June 16, 2017
The Honourable Jane Philpott Minister of Health
House of Commons
Ottawa, ON K1A 0A6
Dear Minister Philpott,
Over the last several years, the Evangelical Fellowship of Canada has worked extensively on issues of sexual exploitation, including prostitution and sex trafficking. In the course of this work, it has become clear that pornography is the root of many other forms of sexual exploitation.
It has also become evident to us, and to a wide range of stakeholders, that the widespread access to and use of pornography online contributes to a wide range of harms to children, individuals, and to society. Its impact on child social and sexual development, the way it is shaping sexual attitudes, behaviours and preferences, and its links to rape culture and commercial sexual exploitation constitute a public health crisis.
Parliament has not studied the issue of pornography since 1985, long before the internet made pornography available at the click of a button or swipe of a finger. We welcomed and supported Motion M-47, because we believe it is critical to consider and discuss the research and evidence on the harms of pornography.
We were very pleased when Motion M-47 received all party support in the House of Commons and we urged the Health Committee to conduct a comprehensive study of the issue.
Although the committee’s study was brief, members heard powerful testimony on the impact of viewing easily accessible, violent and degrading sexual material. They heard it contributes to the rise in sexual harassment, assault and rape culture on school and college campuses across the country. It harms the social and sexual development of children. It contributes to sexual offences against children, by adults and by other children.
M-47 commissioned a study of the “public health effects” of the ease of access and viewing of violent and degrading sexual imagery online. It is deeply disappointing that the committee report disregards much of the testimony most relevant to the subject of the motion.
The committee chose not to hear directly from those who have been harmed or personally affected by pornography, or from those who deal with its effects on others. As well, the committee’s motion to limit evidence in the final report to witnesses who have published peer-reviewed scientific research on this topic disregarded the testimony of those who have spent decades studying the effects of pornography on children, adults and culture.
As the committee heard, scientific research on pornography’s effects – especially violent and degrading pornography – would be deemed unethical, particularly with respect to children, because it involves exposure to such violent and disturbing material.

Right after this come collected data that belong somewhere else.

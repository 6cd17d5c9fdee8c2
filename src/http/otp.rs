use axum::extract::State;
use axum::Json;
use serde::Deserialize;
use serde_json::{json, Value};
use tracing::info;

use super::auth::AuthUser;
use super::error::ApiError;
use super::AppState;
use crate::models::contact::is_valid_phone;
use crate::models::dispatch::DeliveryOutcome;
use crate::otp::OtpCheck;

#[derive(Debug, Deserialize)]
pub struct SendRequest {
    pub phone: String,
}

#[derive(Debug, Deserialize)]
pub struct VerifyRequest {
    pub phone: String,
    pub otp: String,
}

fn otp_message(code: &str, ttl_minutes: u64) -> String {
    format!(
        "Your RakshaNet verification code is {}. It expires in {} minutes.",
        code, ttl_minutes
    )
}

/// `POST /api/otp/send`: texts a one-time code to a contact's phone.
pub async fn send(
    State(state): State<AppState>,
    user: AuthUser,
    Json(request): Json<SendRequest>,
) -> Result<Json<Value>, ApiError> {
    let phone = request.phone.trim().to_string();
    if !is_valid_phone(&phone) {
        return Err(ApiError::BadRequest("Invalid phone number".to_string()));
    }

    let code = state.otp.issue(&phone);
    let message = otp_message(&code, state.otp.ttl().as_secs().div_ceil(60));
    let outcome = state
        .sms
        .deliver(std::slice::from_ref(&phone), &message)
        .await
        .into_iter()
        .next()
        .unwrap_or(DeliveryOutcome::Skipped);

    match outcome {
        DeliveryOutcome::Delivered { .. } => {
            info!("OTP sent for user {}", user.id);
            Ok(Json(json!({ "success": true, "message": "OTP sent successfully" })))
        }
        DeliveryOutcome::Failed { kind, detail } => {
            state.otp.discard(&phone);
            Err(ApiError::Upstream(format!(
                "Failed to send OTP ({}): {}",
                kind.as_str(),
                detail
            )))
        }
        DeliveryOutcome::Skipped => {
            state.otp.discard(&phone);
            Err(ApiError::Upstream("Failed to send OTP".to_string()))
        }
    }
}

/// `POST /api/otp/verify`: checks the code and marks matching contacts
/// verified.
pub async fn verify(
    State(state): State<AppState>,
    user: AuthUser,
    Json(request): Json<VerifyRequest>,
) -> Result<Json<Value>, ApiError> {
    let phone = request.phone.trim();
    match state.otp.verify(phone, request.otp.trim()) {
        OtpCheck::Verified => {
            let verified = state.contacts.mark_verified(user.id, phone).await?;
            info!("User {} verified {} contact(s)", user.id, verified);
            Ok(Json(json!({
                "success": true,
                "message": "OTP verified successfully",
                "contactsVerified": verified
            })))
        }
        OtpCheck::Mismatch => Err(ApiError::BadRequest("Invalid OTP".to_string())),
        OtpCheck::Expired => Err(ApiError::BadRequest("OTP expired".to_string())),
        OtpCheck::NotFound => Err(ApiError::BadRequest("OTP not found or expired".to_string())),
        OtpCheck::Exhausted => Err(ApiError::BadRequest(
            "Too many incorrect attempts, request a new OTP".to_string(),
        )),
    }
}
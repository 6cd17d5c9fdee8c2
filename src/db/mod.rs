use anyhow::Result;
use sqlx::postgres::PgPoolOptions;
use sqlx::{Pool, Postgres};

pub mod contacts;
pub mod events;
#[cfg(test)]
pub mod memory;
pub mod queries;

pub use contacts::{ContactStore, PgContactStore};
pub use events::{EventFilter, EventStore, PgEventStore};

pub type DbPool = Pool<Postgres>;

pub async fn init_pool(database_url: &str, max_connections: u32) -> Result<DbPool> {
    let pool = PgPoolOptions::new()
        .max_connections(max_connections)
        .connect(database_url)
        .await?;
    Ok(pool)
}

The testimony of international experts on the public health effects of pornography, such as Dr. Gail Dines, Dr. Mary Anne Layden, Cordelia Anderson and Dr. Sharon Cooper, clearly stated that education is not enough to protect children from the harms of violent pornography online. They articulated that the responsibility for protecting children from its harms should not rest on parents alone, and that government action is required.
The weight of the evidence points to the need for government action to restrict access to this material by children and to develop a comprehensive public awareness and education strategy to address the harms of pornography.
Yet the report’s limited recommendations focus primarily on education. So much more is needed to address the harms to the health of children, women and men, as clearly outlined by several of the witnesses and most of the written submissions, including a comprehensive government response.
We note that the UK recently passed strong age verification legislation and has been a leader in efforts to require blocking of pornographic content at the Internet Service Provider level. There is much we can learn from their experience.
As the government prepares a response to the committee’s report, I ask that you consider the full testimony of the witnesses.
Further, in your portfolio as Health Minister, we urge you to consider the following measures:
- Mandate meaningful age verification for all internet pornography, to help prevent children from being exposed to its harms.
- Develop a Public Health Awareness Campaign to educate teachers, medical professionals, parents and individuals about the harms of pornography
- Require all Canadian Internet Service Providers to block pornographic content at the service provider level, while allowing adults the option to opt-in to mature content.
I would welcome the opportunity to discuss this with you further. Thank you for your consideration, and please be assured of our prayers for you.